All of the records are to be copied out exactly, with nothing left out.
======== Given information ========
//! Simulation module
//!
//! All gameplay logic lives here. No rendering or platform dependencies:
//! - Randomness comes from the caller's RNG
//! - Walls and batteries are kept in spawn order
//! - Timing is supplied by the caller (frames, seconds, input samples)

pub mod autopilot;
pub mod collision;
pub mod input;
pub mod spawn;
pub mod state;
pub mod tick;

pub use collision::{PlayerBand, Span, obstacle_hits_player, pickup_touches_player};
pub use input::{Action, InputTracker, KeyBindings};
pub use spawn::SpawnCursor;
pub use state::{Anchor, EndReason, GameState, Obstacle, Pickup, RunOutcome, RunPhase};
pub use tick::{FrameReport, input_tick, power_tick, step_frame};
========
Your solution:
//! Simulation module
//!
//! All gameplay logic lives here. No rendering or platform dependencies:
//! - Randomness comes from the caller's RNG
//! - Walls and batteries are kept in spawn order
//! - Timing is supplied by the caller (frames, seconds, input samples)

pub mod autopilot;
pub mod collision;
pub mod input;
pub mod spawn;
pub mod state;
pub mod tick;

pub use collision::{PlayerBand, Span, obstacle_hits_player, pickup_touches_player};
pub use input::{Action, InputTracker, KeyBindings};
pub use spawn::SpawnCursor;
pub use state::{Anchor, EndReason, GameState, Obstacle, Pickup, RunOutcome, RunPhase};
pub use tick::{FrameReport, input_tick, power_tick, step_frame};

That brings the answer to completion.